__EXERCISE__. Give back exactly the lines of the material below, starting with the line with "a standalone VLQ" and going on through the line with "if bytes.len() >= MAX_VLQ_LEN".

__DATA FOR REVIEW__.
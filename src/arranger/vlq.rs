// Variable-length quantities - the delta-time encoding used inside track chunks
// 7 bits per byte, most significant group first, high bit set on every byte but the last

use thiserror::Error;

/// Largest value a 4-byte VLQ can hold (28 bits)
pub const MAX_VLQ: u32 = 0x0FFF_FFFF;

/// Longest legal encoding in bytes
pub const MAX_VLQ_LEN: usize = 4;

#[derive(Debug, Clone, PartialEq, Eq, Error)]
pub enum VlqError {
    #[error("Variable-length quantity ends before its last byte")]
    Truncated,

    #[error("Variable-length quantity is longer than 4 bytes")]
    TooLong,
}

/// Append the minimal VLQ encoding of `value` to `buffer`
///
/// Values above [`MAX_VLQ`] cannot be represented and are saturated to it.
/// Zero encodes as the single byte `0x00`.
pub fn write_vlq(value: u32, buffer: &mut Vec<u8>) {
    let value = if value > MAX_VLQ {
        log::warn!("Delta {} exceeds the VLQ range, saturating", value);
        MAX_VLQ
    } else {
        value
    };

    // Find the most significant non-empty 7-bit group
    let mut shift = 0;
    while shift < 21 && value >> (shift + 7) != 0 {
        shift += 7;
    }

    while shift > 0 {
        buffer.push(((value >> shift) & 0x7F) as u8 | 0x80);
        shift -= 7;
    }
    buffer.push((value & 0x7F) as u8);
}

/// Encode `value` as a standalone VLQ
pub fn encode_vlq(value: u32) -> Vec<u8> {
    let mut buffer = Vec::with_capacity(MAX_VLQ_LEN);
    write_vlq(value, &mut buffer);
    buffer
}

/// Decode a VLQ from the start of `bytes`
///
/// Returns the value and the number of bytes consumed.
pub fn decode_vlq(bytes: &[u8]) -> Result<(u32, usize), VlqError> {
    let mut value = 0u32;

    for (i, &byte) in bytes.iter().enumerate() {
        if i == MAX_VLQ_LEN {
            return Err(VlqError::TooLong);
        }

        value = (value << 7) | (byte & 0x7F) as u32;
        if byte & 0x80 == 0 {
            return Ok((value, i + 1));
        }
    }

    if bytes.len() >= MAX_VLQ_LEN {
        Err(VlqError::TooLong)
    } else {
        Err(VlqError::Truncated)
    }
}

__FINAL ANSWER__.
/// Encode `value` as a standalone VLQ
pub fn encode_vlq(value: u32) -> Vec<u8> {
    let mut buffer = Vec::with_capacity(MAX_VLQ_LEN);
    write_vlq(value, &mut buffer);
    buffer
}

/// Decode a VLQ from the start of `bytes`
///
/// Returns the value and the number of bytes consumed.
pub fn decode_vlq(bytes: &[u8]) -> Result<(u32, usize), VlqError> {
    let mut value = 0u32;

    for (i, &byte) in bytes.iter().enumerate() {
        if i == MAX_VLQ_LEN {
            return Err(VlqError::TooLong);
        }

        value = (value << 7) | (byte & 0x7F) as u32;
        if byte & 0x80 == 0 {
            return Ok((value, i + 1));
        }
    }

    if bytes.len() >= MAX_VLQ_LEN {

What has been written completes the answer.